Scholars of Middle East politics and students of the San Francisco–centered psychedelic-rock movement of the 1960s have for years asked the same vexing question: Just how many degrees of separation exist between Israeli Prime Minister Benjamin Netanyahu and the Grateful Dead’s Jerry Garcia?

The answer, it turns out, is one. The person who connects Benjamin Netanyahu directly to Jerry Garcia—and Shimon Peres to Jim Morrison, and, for that matter, Palestinian Authority President Mahmoud Abbas to Janis Joplin—is Sally Oren, the wife of Michael Oren, Israel’s ambassador to the United States. Oren, who today is in her early 60s, plays the role of diplomat’s spouse with distinction and grace. She hosts embassy functions and speaks at Jewish communal gatherings; she wears elegant gowns and attends White House parties. Forty-five years ago, however, she played Frisbee with the Grateful Dead and served as Jefferson Airplane’s muse.

I have known Oren for years, but only recently did I learn about her strange and enchanting past. At a dinner that included senators and Supreme Court justices, her daughter, Lia, told me—apropos of what, exactly, I cannot recall—“Jefferson Airplane wrote a song about my mother.”

I trusted Lia, but something like this demanded confirmation. “Did Jefferson Airplane write a song about you?,” I asked Oren. Somewhat abashed, she answered, “Two songs, actually.”

I eventually persuaded her to tell me the full story. We met one morning at the embassy residence in Washington, D.C. The tale begins in earnest at the Fillmore, the legendary music hall in San Francisco operated by the equally legendary concert promoter Bill Graham. Oren—then Sally Edelstein—was one of four daughters of a father who owned a clothing store called Outside In, in the Mission District, and a mother who inclined toward bohemianism. The family was musically omnivorous. When Oren was 13, a family friend introduced the Edelsteins to Joan Baez and brought them to a concert in which Baez had invited her sometime boyfriend Bob Dylan to play. Oren found him “grating.”

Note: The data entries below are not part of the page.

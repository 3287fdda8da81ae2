use std::sync::Arc;

use rand_regex::Regex as RandRegex;

use crate::error::TemplateError;

use super::funcs::Func;
use super::{Expr, Node};

const ACTION_OPEN: &str = "{{";
const ACTION_CLOSE: &str = "}}";
/// Upper bound for unbounded repetitions (`*`, `+`) in `random_regex`.
const REGEX_MAX_REPEAT: u32 = 16;

#[derive(Debug, Clone, PartialEq)]
enum Token {
    LParen,
    RParen,
    Str(String),
    Int(i64),
    Field(String),
    Ident(String),
}

pub(super) fn parse(source: &str) -> Result<Vec<Node>, TemplateError> {
    let mut nodes = Vec::new();
    let mut rest = source;
    let mut offset = 0usize;

    loop {
        let Some(start) = rest.find(ACTION_OPEN) else {
            if !rest.is_empty() {
                nodes.push(Node::Text(rest.to_owned()));
            }
            break;
        };
        let (text, after_text) = rest.split_at(start);
        if !text.is_empty() {
            nodes.push(Node::Text(text.to_owned()));
        }

        let action_offset = offset.saturating_add(start);
        let body = after_text.strip_prefix(ACTION_OPEN).unwrap_or_default();
        let mut lexer = Lexer::new(body, action_offset);
        let tokens = lexer.tokenize_action()?;
        nodes.push(Node::Action(parse_action(tokens, action_offset)?));

        let advance = start
            .saturating_add(ACTION_OPEN.len())
            .saturating_add(lexer.pos);
        rest = rest.get(advance..).unwrap_or_default();
        offset = offset.saturating_add(advance);
    }

    Ok(nodes)
}

struct Lexer<'src> {
    input: &'src str,
    pos: usize,
    action_offset: usize,
}

impl<'src> Lexer<'src> {
    const fn new(input: &'src str, action_offset: usize) -> Self {
        Self {
            input,
            pos: 0,
            action_offset,
        }
    }

    fn rest(&self) -> &'src str {
        self.input.get(self.pos..).unwrap_or_default()
    }

    fn offset(&self) -> usize {
        self.action_offset
            .saturating_add(ACTION_OPEN.len())
            .saturating_add(self.pos)
    }

    fn bump(&mut self, ch: char) {
        self.pos = self.pos.saturating_add(ch.len_utf8());
    }

    fn take_while(&mut self, keep: impl Fn(char) -> bool) -> &'src str {
        let rest = self.rest();
        let len = rest
            .char_indices()
            .find(|(_, ch)| !keep(*ch))
            .map_or(rest.len(), |(idx, _)| idx);
        self.pos = self.pos.saturating_add(len);
        rest.get(..len).unwrap_or_default()
    }

    /// Tokenizes up to and including the closing `}}`.
    fn tokenize_action(&mut self) -> Result<Vec<(Token, usize)>, TemplateError> {
        let mut tokens = Vec::new();
        loop {
            self.take_while(char::is_whitespace);
            let rest = self.rest();
            if rest.starts_with(ACTION_CLOSE) {
                self.pos = self.pos.saturating_add(ACTION_CLOSE.len());
                return Ok(tokens);
            }
            let Some(ch) = rest.chars().next() else {
                return Err(TemplateError::UnclosedAction {
                    offset: self.action_offset,
                });
            };
            let offset = self.offset();
            let token = match ch {
                '(' => {
                    self.bump(ch);
                    Token::LParen
                }
                ')' => {
                    self.bump(ch);
                    Token::RParen
                }
                '"' => Token::Str(self.string_literal()?),
                '.' => {
                    self.bump(ch);
                    Token::Field(self.take_while(is_ident_char).to_owned())
                }
                '-' | '0'..='9' => self.int_literal(offset)?,
                c if c.is_alphabetic() || c == '_' => {
                    Token::Ident(self.take_while(is_ident_char).to_owned())
                }
                other => {
                    return Err(TemplateError::UnexpectedToken {
                        token: other.to_string(),
                        offset,
                    });
                }
            };
            tokens.push((token, offset));
        }
    }

    fn string_literal(&mut self) -> Result<String, TemplateError> {
        let start = self.offset();
        self.bump('"');
        let mut value = String::new();
        loop {
            let Some(ch) = self.rest().chars().next() else {
                return Err(TemplateError::UnterminatedString { offset: start });
            };
            self.bump(ch);
            match ch {
                '"' => return Ok(value),
                '\\' => {
                    let escape_offset = self.offset();
                    let Some(escaped) = self.rest().chars().next() else {
                        return Err(TemplateError::UnterminatedString { offset: start });
                    };
                    self.bump(escaped);
                    value.push(match escaped {
                        '"' => '"',
                        '\\' => '\\',
                        'n' => '\n',
                        't' => '\t',
                        'r' => '\r',
                        other => {
                            return Err(TemplateError::UnknownEscape {
                                escape: other,
                                offset: escape_offset,
                            });
                        }
                    });
                }
                other => value.push(other),
            }
        }
    }

    fn int_literal(&mut self, offset: usize) -> Result<Token, TemplateError> {
        let negative = self.rest().starts_with('-');
        if negative {
            self.bump('-');
        }
        let digits = self.take_while(|ch| ch.is_ascii_digit());
        let literal = if negative {
            format!("-{}", digits)
        } else {
            digits.to_owned()
        };
        literal
            .parse::<i64>()
            .map(Token::Int)
            .map_err(|_parse_err| TemplateError::UnexpectedToken {
                token: literal,
                offset,
            })
    }
}

fn is_ident_char(ch: char) -> bool {
    ch.is_alphanumeric() || ch == '_'
}

struct TokenStream {
    tokens: Vec<(Token, usize)>,
    index: usize,
}

impl TokenStream {
    fn peek(&self) -> Option<&(Token, usize)> {
        self.tokens.get(self.index)
    }

    fn next(&mut self) -> Option<(Token, usize)> {
        let token = self.tokens.get(self.index).cloned();
        if token.is_some() {
            self.index = self.index.saturating_add(1);
        }
        token
    }
}

fn parse_action(tokens: Vec<(Token, usize)>, action_offset: usize) -> Result<Expr, TemplateError> {
    if tokens.is_empty() {
        return Err(TemplateError::EmptyAction {
            offset: action_offset,
        });
    }
    let mut stream = TokenStream { tokens, index: 0 };
    let expr = parse_command(&mut stream, action_offset)?;
    match stream.next() {
        None => Ok(expr),
        Some((Token::RParen, offset)) => Err(TemplateError::UnbalancedParens { offset }),
        Some((token, offset)) => Err(unexpected(&token, offset)),
    }
}

/// A function call with its arguments, or a single operand.
fn parse_command(stream: &mut TokenStream, offset: usize) -> Result<Expr, TemplateError> {
    match stream.peek() {
        Some((Token::Ident(_), _)) => {
            let Some((Token::Ident(name), _)) = stream.next() else {
                return Err(TemplateError::EmptyAction { offset });
            };
            let mut args = Vec::new();
            while let Some((token, _)) = stream.peek() {
                if *token == Token::RParen {
                    break;
                }
                args.push(parse_operand(stream, offset)?);
            }
            build_call(&name, args)
        }
        Some(_) => parse_operand(stream, offset),
        None => Err(TemplateError::EmptyAction { offset }),
    }
}

fn parse_operand(stream: &mut TokenStream, offset: usize) -> Result<Expr, TemplateError> {
    let Some((token, token_offset)) = stream.next() else {
        return Err(TemplateError::EmptyAction { offset });
    };
    match token {
        Token::Str(value) => Ok(Expr::Str(value)),
        Token::Int(value) => Ok(Expr::Int(value)),
        Token::Field(name) => Ok(Expr::Field(name)),
        Token::Ident(name) => build_call(&name, Vec::new()),
        Token::LParen => {
            let inner = parse_command(stream, token_offset)?;
            match stream.next() {
                Some((Token::RParen, _)) => Ok(inner),
                Some((other, other_offset)) => Err(unexpected(&other, other_offset)),
                None => Err(TemplateError::UnbalancedParens {
                    offset: token_offset,
                }),
            }
        }
        Token::RParen => Err(TemplateError::UnbalancedParens {
            offset: token_offset,
        }),
    }
}

fn build_call(name: &str, args: Vec<Expr>) -> Result<Expr, TemplateError> {
    let func = Func::lookup(name).ok_or_else(|| TemplateError::UnknownFunction {
        name: name.to_owned(),
    })?;
    let arity = func.arity();
    if !arity.accepts(args.len()) {
        return Err(TemplateError::WrongArity {
            name: func.name(),
            expected: arity.to_string(),
            actual: args.len(),
        });
    }

    if func == Func::RandomRegex {
        let Some(Expr::Str(pattern)) = args.first() else {
            return Err(TemplateError::PatternNotLiteral { name: func.name() });
        };
        let regex = RandRegex::compile(pattern, REGEX_MAX_REPEAT).map_err(|err| {
            TemplateError::InvalidRegex {
                pattern: pattern.clone(),
                source: err,
            }
        })?;
        return Ok(Expr::Regex(Arc::new(regex)));
    }

    Ok(Expr::Call { func, args })
}

fn unexpected(token: &Token, offset: usize) -> TemplateError {
    let token = match token {
        Token::LParen => "(".to_owned(),
        Token::RParen => ")".to_owned(),
        Token::Str(value) => format!("{:?}", value),
        Token::Int(value) => value.to_string(),
        Token::Field(name) => format!(".{}", name),
        Token::Ident(name) => name.clone(),
    };
    TemplateError::UnexpectedToken { token, offset }
}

The great innovators of psychedelic music—Quicksilver Messenger Service, Jefferson Airplane, the Dead—were more to her liking. By the time she was 15, she and her sisters were spending several nights a week at the Fillmore. When San Francisco authorities tried to ban teenagers from the hall, the Edelsteins testified before the city’s Board of Supervisors that it was a perfectly fine place for their daughters to be. “My parents were permissive, I guess,” Oren told me. As time went on, Graham, a Holocaust survivor, became a sort of surrogate father to Oren and her sisters.

The Edelstein girls were, by the straitened standards of our current age, remarkably free to do as they pleased. It helped that the Fillmore was, in fact, a serene and fairly harmless place. “We went to the YMCA dances, but they were creepy, just a rough and very rowdy crowd. Not mellow like the Fillmore,” Oren recalled. “There was some chemically induced mellowness, I admit.” It also helped that the sisters were interested in neither sex nor drugs, just in rock and roll. They were strikingly innocent: “Once, I remember, I was with my friend Fatty—we called her that because she was so skinny—and we somehow ended up in Jerry Garcia’s house in the Haight. The Dead had kind of a group house there, and there was this huge, sexually explicit photograph on the wall. I was so embarrassed.”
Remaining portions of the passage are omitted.